### Entries supplied
+===+
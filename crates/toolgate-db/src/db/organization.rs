use sqlx::{PgPool, Postgres};
use toolgate_core::{
    models::{Organization, Role, SubscriptionPlan},
    AppError,
};
use uuid::Uuid;

use super::translate_db_error;

// Caps provisioned with a new FREE-plan subscription.
const FREE_USER_LIMIT: i64 = 5;
const FREE_TOOL_LIMIT: i64 = 10;

/// Repository for managing organizations
#[derive(Clone)]
pub struct OrganizationRepository {
    pool: PgPool,
}

impl OrganizationRepository {
    pub fn new(pool: PgPool) -> Self {
        Self { pool }
    }

    /// Create an organization together with its OWNER membership and
    /// FREE-plan subscription, atomically.
    #[tracing::instrument(skip(self), fields(db.table = "organizations", db.operation = "insert"))]
    pub async fn create(
        &self,
        name: &str,
        slug: &str,
        owner_id: Uuid,
    ) -> Result<Organization, AppError> {
        let mut tx = self.pool.begin().await?;

        let organization = sqlx::query_as::<Postgres, Organization>(
            r#"
            INSERT INTO organizations (name, slug)
            VALUES ($1, $2)
            RETURNING id, name, slug, created_at, updated_at, deleted_at
            "#,
        )
        .bind(name)
        .bind(slug)
        .fetch_one(&mut *tx)
        .await
        .map_err(translate_db_error)?;

        sqlx::query(
            "INSERT INTO memberships (organization_id, user_id, role) VALUES ($1, $2, $3)",
        )
        .bind(organization.id)
        .bind(owner_id)
        .bind(Role::Owner)
        .execute(&mut *tx)
        .await
        .map_err(translate_db_error)?;

        sqlx::query(
            r#"
            INSERT INTO subscriptions (organization_id, plan, user_limit, tool_limit)
            VALUES ($1, $2, $3, $4)
            "#,
        )
        .bind(organization.id)
        .bind(SubscriptionPlan::Free)
        .bind(FREE_USER_LIMIT)
        .bind(FREE_TOOL_LIMIT)
        .execute(&mut *tx)
        .await?;

        tx.commit().await?;

        Ok(organization)
    }

    /// Organizations in which the user holds a non-deleted membership,
    /// newest first.
    #[tracing::instrument(skip(self), fields(db.table = "organizations", db.operation = "select"))]
    pub async fn list_for_user(&self, user_id: Uuid) -> Result<Vec<Organization>, AppError> {
        let organizations = sqlx::query_as::<Postgres, Organization>(
            r#"
            SELECT o.id, o.name, o.slug, o.created_at, o.updated_at, o.deleted_at
            FROM organizations o
            INNER JOIN memberships m ON m.organization_id = o.id
            WHERE m.user_id = $1
              AND m.deleted_at IS NULL
              AND o.deleted_at IS NULL
            ORDER BY o.created_at DESC
            "#,
        )
        .bind(user_id)
        .fetch_all(&self.pool)
        .await?;

        Ok(organizations)
    }

    /// Get a non-deleted organization by id.
    #[tracing::instrument(skip(self), fields(db.table = "organizations", db.operation = "select", db.record_id = %id))]
    pub async fn get(&self, id: Uuid) -> Result<Option<Organization>, AppError> {
        let organization = sqlx::query_as::<Postgres, Organization>(
            r#"
            SELECT id, name, slug, created_at, updated_at, deleted_at
            FROM organizations
            WHERE id = $1 AND deleted_at IS NULL
            "#,
        )
        .bind(id)
        .fetch_optional(&self.pool)
        .await?;

        Ok(organization)
    }
}
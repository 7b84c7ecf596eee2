//! Toolgate Database Library
//!
//! sqlx/Postgres repositories for the access-governance data model. Every
//! query is scoped by organization id; uniqueness invariants are enforced by
//! partial unique indexes and surfaced as `Conflict` errors.

pub mod db;

pub use db::{
    AccessRequestRepository, AuditLogRepository, InvitationRepository, MembershipRepository,
    OrganizationRepository, ResolvedSession, SessionRepository, SubscriptionRepository,
    ToolRepository,
};
pub use db::tool::ToolPatch;
//! Invitation repository tests against a live Postgres: the transactional
//! accept and the one-open-invitation index.

mod helpers;

use chrono::{Duration, Utc};
use helpers::{create_organization, create_profile, setup_test_db};
use toolgate_core::models::Role;
use toolgate_core::AppError;
use toolgate_db::{InvitationRepository, MembershipRepository};

#[tokio::test]
async fn test_accept_creates_membership_and_consumes_invitation() {
    let db = setup_test_db().await;
    let owner = create_profile(db.pool(), "owner@acme.com").await;
    let invitee = create_profile(db.pool(), "dev@acme.com").await;
    let org = create_organization(db.pool(), "acme", owner).await;

    let repository = InvitationRepository::new(db.pool().clone());
    let invitation = repository
        .create(
            org.id,
            "dev@acme.com",
            Role::Member,
            owner,
            "token-accept",
            Utc::now() + Duration::days(7),
        )
        .await
        .expect("create invitation");

    repository
        .accept(invitation.id, org.id, invitee, invitation.role)
        .await
        .expect("accept");

    let role = MembershipRepository::new(db.pool().clone())
        .get_role(org.id, invitee)
        .await
        .expect("get role");
    assert_eq!(role, Some(Role::Member));

    // Accepted invitations no longer resolve by token.
    let resolved = repository
        .get_by_token("token-accept")
        .await
        .expect("lookup");
    assert!(resolved.is_none());
}

#[tokio::test]
async fn test_accept_twice_conflicts() {
    let db = setup_test_db().await;
    let owner = create_profile(db.pool(), "owner@acme.com").await;
    let invitee = create_profile(db.pool(), "dev@acme.com").await;
    let org = create_organization(db.pool(), "acme", owner).await;

    let repository = InvitationRepository::new(db.pool().clone());
    let invitation = repository
        .create(
            org.id,
            "dev@acme.com",
            Role::Member,
            owner,
            "token-twice",
            Utc::now() + Duration::days(7),
        )
        .await
        .expect("create invitation");

    repository
        .accept(invitation.id, org.id, invitee, invitation.role)
        .await
        .expect("first accept");

    let err = repository
        .accept(invitation.id, org.id, invitee, invitation.role)
        .await
        .expect_err("second accept must fail");
    assert!(matches!(err, AppError::Conflict(_)), "got {err:?}");
}

#[tokio::test]
async fn test_duplicate_open_invitation_conflicts() {
    let db = setup_test_db().await;
    let owner = create_profile(db.pool(), "owner@acme.com").await;
    let org = create_organization(db.pool(), "acme", owner).await;

    let repository = InvitationRepository::new(db.pool().clone());
    repository
        .create(
            org.id,
            "dev@acme.com",
            Role::Member,
            owner,
            "token-one",
            Utc::now() + Duration::days(7),
        )
        .await
        .expect("first invitation");

    let err = repository
        .create(
            org.id,
            "dev@acme.com",
            Role::Admin,
            owner,
            "token-two",
            Utc::now() + Duration::days(7),
        )
        .await
        .expect_err("open invitation already exists");
    assert!(matches!(err, AppError::Conflict(_)), "got {err:?}");
}
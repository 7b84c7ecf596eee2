use serde::{Deserialize, Serialize};
use utoipa::ToSchema;
use uuid::Uuid;

/// Compact profile used when joining requester/reviewer/inviter information
/// into list responses. Profiles are owned by the external auth collaborator;
/// this service only ever reads them.
#[derive(Debug, Clone, Serialize, Deserialize, ToSchema)]
#[cfg_attr(feature = "sqlx", derive(sqlx::FromRow))]
pub struct ProfileSummary {
    pub id: Uuid,
    pub email: String,
    pub full_name: Option<String>,
}
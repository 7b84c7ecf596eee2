//! HTTP request handlers, one module per resource.

pub mod access_requests;
pub mod audit_logs;
pub mod health;
pub mod invitations;
pub mod organizations;
pub mod tools;
pub mod request_id;
pub mod security_headers;

pub use request_id::request_id_middleware;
+===+
### Description of the task
What you return should match every line above exactly.

### Output below
filename crates/toolgate-db/src/db/organization.rs
use sqlx::{PgPool, Postgres};
use toolgate_core::{
    models::{Organization, Role, SubscriptionPlan},
    AppError,
};
use uuid::Uuid;

use super::translate_db_error;

// Caps provisioned with a new FREE-plan subscription.
const FREE_USER_LIMIT: i64 = 5;
const FREE_TOOL_LIMIT: i64 = 10;

/// Repository for managing organizations
#[derive(Clone)]
pub struct OrganizationRepository {
    pool: PgPool,
}

impl OrganizationRepository {
    pub fn new(pool: PgPool) -> Self {
        Self { pool }
    }

    /// Create an organization together with its OWNER membership and
    /// FREE-plan subscription, atomically.
    #[tracing::instrument(skip(self), fields(db.table = "organizations", db.operation = "insert"))]
    pub async fn create(
        &self,
        name: &str,
        slug: &str,
        owner_id: Uuid,
    ) -> Result<Organization, AppError> {
        let mut tx = self.pool.begin().await?;

        let organization = sqlx::query_as::<Postgres, Organization>(
            r#"
            INSERT INTO organizations (name, slug)
            VALUES ($1, $2)
            RETURNING id, name, slug, created_at, updated_at, deleted_at
            "#,
        )
        .bind(name)
        .bind(slug)
        .fetch_one(&mut *tx)
        .await
        .map_err(translate_db_error)?;

        sqlx::query(
            "INSERT INTO memberships (organization_id, user_id, role) VALUES ($1, $2, $3)",
        )
        .bind(organization.id)
        .bind(owner_id)
        .bind(Role::Owner)
        .execute(&mut *tx)
        .await
        .map_err(translate_db_error)?;

        sqlx::query(
            r#"
            INSERT INTO subscriptions (organization_id, plan, user_limit, tool_limit)
            VALUES ($1, $2, $3, $4)
            "#,
        )
        .bind(organization.id)
        .bind(SubscriptionPlan::Free)
        .bind(FREE_USER_LIMIT)
        .bind(FREE_TOOL_LIMIT)
        .execute(&mut *tx)
        .await?;

        tx.commit().await?;

        Ok(organization)
    }

    /// Organizations in which the user holds a non-deleted membership,
    /// newest first.
    #[tracing::instrument(skip(self), fields(db.table = "organizations", db.operation = "select"))]
    pub async fn list_for_user(&self, user_id: Uuid) -> Result<Vec<Organization>, AppError> {
        let organizations = sqlx::query_as::<Postgres, Organization>(
            r#"
            SELECT o.id, o.name, o.slug, o.created_at, o.updated_at, o.deleted_at
            FROM organizations o
            INNER JOIN memberships m ON m.organization_id = o.id
            WHERE m.user_id = $1
              AND m.deleted_at IS NULL
              AND o.deleted_at IS NULL
            ORDER BY o.created_at DESC
            "#,
        )
        .bind(user_id)
        .fetch_all(&self.pool)
        .await?;

        Ok(organizations)
    }

    /// Get a non-deleted organization by id.
    #[tracing::instrument(skip(self), fields(db.table = "organizations", db.operation = "select", db.record_id = %id))]
    pub async fn get(&self, id: Uuid) -> Result<Option<Organization>, AppError> {
        let organization = sqlx::query_as::<Postgres, Organization>(
            r#"
            SELECT id, name, slug, created_at, updated_at, deleted_at
            FROM organizations
            WHERE id = $1 AND deleted_at IS NULL
            "#,
        )
        .bind(id)
        .fetch_optional(&self.pool)
        .await?;

        Ok(organization)
    }
}
repository 7b84c7ecf596eee2
//! Toolgate Database Library
//!
//! sqlx/Postgres repositories for the access-governance data model. Every
//! query is scoped by organization id; uniqueness invariants are enforced by
//! partial unique indexes and surfaced as `Conflict` errors.

pub mod db;

pub use db::{
    AccessRequestRepository, AuditLogRepository, InvitationRepository, MembershipRepository,
    OrganizationRepository, ResolvedSession, SessionRepository, SubscriptionRepository,
    ToolRepository,
};
pub use db::tool::ToolPatch;
//! Invitation repository tests against a live Postgres: the transactional
//! accept and the one-open-invitation index.

mod helpers;

use chrono::{Duration, Utc};
use helpers::{create_organization, create_profile, setup_test_db};
use toolgate_core::models::Role;
use toolgate_core::AppError;
use toolgate_db::{InvitationRepository, MembershipRepository};

#[tokio::test]
async fn test_accept_creates_membership_and_consumes_invitation() {
    let db = setup_test_db().await;
    let owner = create_profile(db.pool(), "owner@acme.com").await;
    let invitee = create_profile(db.pool(), "dev@acme.com").await;
    let org = create_organization(db.pool(), "acme", owner).await;

    let repository = InvitationRepository::new(db.pool().clone());
    let invitation = repository
        .create(
            org.id,
            "dev@acme.com",
            Role::Member,
            owner,
            "token-accept",
            Utc::now() + Duration::days(7),
        )
        .await
        .expect("create invitation");

    repository
        .accept(invitation.id, org.id, invitee, invitation.role)
        .await
        .expect("accept");

    let role = MembershipRepository::new(db.pool().clone())
        .get_role(org.id, invitee)
        .await
        .expect("get role");
    assert_eq!(role, Some(Role::Member));

    // Accepted invitations no longer resolve by token.
    let resolved = repository
        .get_by_token("token-accept")
        .await
        .expect("lookup");
    assert!(resolved.is_none());
}

#[tokio::test]
async fn test_accept_twice_conflicts() {
    let db = setup_test_db().await;
    let owner = create_profile(db.pool(), "owner@acme.com").await;
    let invitee = create_profile(db.pool(), "dev@acme.com").await;
    let org = create_organization(db.pool(), "acme", owner).await;

    let repository = InvitationRepository::new(db.pool().clone());
    let invitation = repository
        .create(
            org.id,
            "dev@acme.com",
            Role::Member,
            owner,
            "token-twice",
            Utc::now() + Duration::days(7),
        )
        .await
        .expect("create invitation");

    repository
        .accept(invitation.id, org.id, invitee, invitation.role)
        .await
        .expect("first accept");

    let err = repository
        .accept(invitation.id, org.id, invitee, invitation.role)
        .await
        .expect_err("second accept must fail");
    assert!(matches!(err, AppError::Conflict(_)), "got {err:?}");
}

#[tokio::test]
async fn test_duplicate_open_invitation_conflicts() {
    let db = setup_test_db().await;
    let owner = create_profile(db.pool(), "owner@acme.com").await;
    let org = create_organization(db.pool(), "acme", owner).await;

    let repository = InvitationRepository::new(db.pool().clone());
    repository
        .create(
            org.id,
            "dev@acme.com",
            Role::Member,
            owner,
            "token-one",
            Utc::now() + Duration::days(7),
        )
        .await
        .expect("first invitation");

    let err = repository
        .create(
            org.id,
            "dev@acme.com",
            Role::Admin,
            owner,
            "token-two",
            Utc::now() + Duration::days(7),
        )
        .await
        .expect_err("open invitation already exists");
    assert!(matches!(err, AppError::Conflict(_)), "got {err:?}");
}
repository 7b84c7ecf596eee2
use serde::{Deserialize, Serialize};
use utoipa::ToSchema;
use uuid::Uuid;

/// Compact profile used when joining requester/reviewer/inviter information
/// into list responses. Profiles are owned by the external auth collaborator;
/// this service only ever reads them.
#[derive(Debug, Clone, Serialize, Deserialize, ToSchema)]
#[cfg_attr(feature = "sqlx", derive(sqlx::FromRow))]
pub struct ProfileSummary {
    pub id: Uuid,
    pub email: String,
    pub full_name: Option<String>,
}
repository 7b84c7ecf596eee2
//! HTTP request handlers, one module per resource.

pub mod access_requests;
pub mod audit_logs;
pub mod health;
pub mod invitations;
pub mod organizations;
pub mod tools;
pub mod request_id;
pub mod security_headers;

pub use request_id::request_id_middleware;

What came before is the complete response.